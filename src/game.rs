//! Two-player match: turn order, attack resolution and win detection.

use alloc::boxed::Box;
use alloc::string::{String, ToString};
use alloc::vec::Vec;

use crate::{
    common::{AttackOutcome, Coord, MatchError},
    events::{EventSink, GameEvent, LogSink},
    player::{Deployment, Player},
};

/// One of the two seats in a match.
#[derive(Debug, Clone, Copy, PartialEq, Eq)]
#[cfg_attr(feature = "std", derive(serde::Serialize, serde::Deserialize))]
pub enum Side {
    One,
    Two,
}

impl Side {
    pub fn other(self) -> Side {
        match self {
            Side::One => Side::Two,
            Side::Two => Side::One,
        }
    }
}

/// Lifecycle of a match.
#[derive(Debug, Clone, Copy, PartialEq, Eq)]
pub enum MatchState {
    NotStarted,
    InProgress,
    Finished { winner: Side },
}

/// One entry of the match history.
#[derive(Debug, Clone, PartialEq, Eq)]
#[cfg_attr(feature = "std", derive(serde::Serialize, serde::Deserialize))]
pub struct TurnRecord {
    pub turn: u32,
    pub player: String,
    pub coord: Coord,
    pub outcome: AttackOutcome,
}

/// Resolution of a single attack.
#[derive(Debug, Clone, Copy, PartialEq, Eq)]
pub struct TurnReport {
    pub coord: Coord,
    pub outcome: AttackOutcome,
    pub ship_destroyed: bool,
    pub game_over: bool,
}

/// Snapshot of a match for display.
#[derive(Debug, Clone, PartialEq, Eq)]
#[cfg_attr(feature = "std", derive(serde::Serialize, serde::Deserialize))]
pub struct MatchStatus {
    pub turn: u32,
    pub current_player: String,
    pub ships_p1: usize,
    pub ships_p2: usize,
    pub winner: Option<String>,
}

/// A match between two players. Player one always moves first.
///
/// The match never alternates on its own: after a turn that did not end
/// the game the caller invokes [`Match::switch_player`].
pub struct Match<A, B> {
    player1: A,
    player2: B,
    current: Side,
    turn: u32,
    state: MatchState,
    history: Vec<TurnRecord>,
    require_full_fleet: bool,
    events: Box<dyn EventSink>,
}

impl<A: Player, B: Player> Match<A, B> {
    pub fn new(player1: A, player2: B) -> Self {
        Self {
            player1,
            player2,
            current: Side::One,
            turn: 0,
            state: MatchState::NotStarted,
            history: Vec::new(),
            require_full_fleet: true,
            events: Box::new(LogSink),
        }
    }

    /// Route diagnostics to `sink` instead of the `log` facade.
    pub fn with_events<S: EventSink + 'static>(mut self, sink: S) -> Self {
        self.events = Box::new(sink);
        self
    }

    /// Whether `start` fails when a fleet could not be fully deployed.
    pub fn require_full_fleet(mut self, required: bool) -> Self {
        self.require_full_fleet = required;
        self
    }

    pub fn player1(&self) -> &A {
        &self.player1
    }

    pub fn player2(&self) -> &B {
        &self.player2
    }

    pub fn player1_mut(&mut self) -> &mut A {
        &mut self.player1
    }

    pub fn player2_mut(&mut self) -> &mut B {
        &mut self.player2
    }

    pub fn player(&self, side: Side) -> &dyn Player {
        match side {
            Side::One => &self.player1,
            Side::Two => &self.player2,
        }
    }

    pub fn current_side(&self) -> Side {
        self.current
    }

    pub fn is_current(&self, side: Side) -> bool {
        self.current == side
    }

    pub fn current_player(&self) -> &dyn Player {
        self.player(self.current)
    }

    /// The player who is not moving.
    pub fn get_opponent(&self) -> &dyn Player {
        self.player(self.current.other())
    }

    pub fn turn(&self) -> u32 {
        self.turn
    }

    pub fn state(&self) -> MatchState {
        self.state
    }

    pub fn winner(&self) -> Option<Side> {
        match self.state {
            MatchState::Finished { winner } => Some(winner),
            _ => None,
        }
    }

    pub fn history(&self) -> &[TurnRecord] {
        &self.history
    }

    pub(crate) fn events(&self) -> &dyn EventSink {
        self.events.as_ref()
    }

    /// Deploy fleets for any player whose board is still empty and hand the
    /// first move to player one.
    pub fn start(&mut self) -> Result<(), MatchError> {
        match self.state {
            MatchState::NotStarted => {}
            MatchState::InProgress => return Err(MatchError::AlreadyStarted),
            MatchState::Finished { .. } => return Err(MatchError::Finished),
        }

        if !self.player1.board().has_ships() {
            let deployment = self.player1.place_ships();
            self.check_deployment(Side::One, &deployment)?;
        }
        if !self.player2.board().has_ships() {
            let deployment = self.player2.place_ships();
            self.check_deployment(Side::Two, &deployment)?;
        }
        self.check_fleet_size(Side::One)?;
        self.check_fleet_size(Side::Two)?;

        self.current = Side::One;
        self.state = MatchState::InProgress;
        self.events.emit(&GameEvent::MatchStarted {
            first: self.player1.name().to_string(),
        });
        Ok(())
    }

    fn check_deployment(
        &self,
        side: Side,
        deployment: &Deployment,
    ) -> Result<(), MatchError> {
        let name = self.player(side).name();
        for (ship, error) in &deployment.unplaced {
            self.events.emit(&GameEvent::PlacementFailed {
                player: name.to_string(),
                ship: ship.name(),
                error: *error,
            });
        }
        if self.require_full_fleet && !deployment.is_complete() {
            return Err(MatchError::IncompleteFleet {
                player: name.to_string(),
                unplaced: deployment.unplaced.len(),
            });
        }
        Ok(())
    }

    /// Covers boards the caller prepared before `start`.
    fn check_fleet_size(&self, side: Side) -> Result<(), MatchError> {
        let player = self.player(side);
        let missing = player.fleet_len().saturating_sub(player.board().ships().len());
        if self.require_full_fleet && missing > 0 {
            return Err(MatchError::IncompleteFleet {
                player: player.name().to_string(),
                unplaced: missing,
            });
        }
        Ok(())
    }

    /// The current player attacks (row, col) on the opponent's board.
    ///
    /// Ends the match when the opponent's last ship goes down. The current
    /// player is left unchanged either way.
    pub fn process_turn(&mut self, row: usize, col: usize) -> Result<TurnReport, MatchError> {
        match self.state {
            MatchState::NotStarted => return Err(MatchError::NotStarted),
            MatchState::Finished { .. } => return Err(MatchError::Finished),
            MatchState::InProgress => {}
        }

        let (attacker, defender) = self.split_mut();
        let outcome = defender.board_mut().receive_attack(row, col)?;
        let ship_destroyed = outcome
            .ship()
            .and_then(|id| defender.board().ship(id))
            .is_some_and(|ship| ship.is_destroyed());
        let game_over = defender.has_lost();
        let player = attacker.name().to_string();

        self.events.emit(&GameEvent::AttackResolved {
            turn: self.turn,
            player: player.clone(),
            coord: (row, col),
            outcome,
            ship_destroyed,
        });
        self.history.push(TurnRecord {
            turn: self.turn,
            player,
            coord: (row, col),
            outcome,
        });

        if game_over {
            self.state = MatchState::Finished {
                winner: self.current,
            };
            self.events.emit(&GameEvent::MatchFinished {
                winner: self.current_player().name().to_string(),
                turn: self.turn,
            });
        }

        Ok(TurnReport {
            coord: (row, col),
            outcome,
            ship_destroyed,
            game_over,
        })
    }

    /// Hand the move to the other player and advance the turn counter.
    pub fn switch_player(&mut self) -> Result<(), MatchError> {
        match self.state {
            MatchState::NotStarted => return Err(MatchError::NotStarted),
            MatchState::Finished { .. } => return Err(MatchError::Finished),
            MatchState::InProgress => {}
        }
        self.current = self.current.other();
        self.turn += 1;
        self.events.emit(&GameEvent::TurnSwitched {
            turn: self.turn,
            player: self.current_player().name().to_string(),
        });
        Ok(())
    }

    pub fn status(&self) -> MatchStatus {
        MatchStatus {
            turn: self.turn,
            current_player: self.current_player().name().to_string(),
            ships_p1: self.player1.board().ships_remaining(),
            ships_p2: self.player2.board().ships_remaining(),
            winner: self.winner().map(|side| self.player(side).name().to_string()),
        }
    }

    /// (current player, opponent)
    fn split_mut(&mut self) -> (&mut dyn Player, &mut dyn Player) {
        match self.current {
            Side::One => (&mut self.player1, &mut self.player2),
            Side::Two => (&mut self.player2, &mut self.player1),
        }
    }
}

WHAT THE TASK ASKS:
In these entries, please give the number of lines holding the string "unplaced" and nothing more.

WRITTEN ANSWER:
3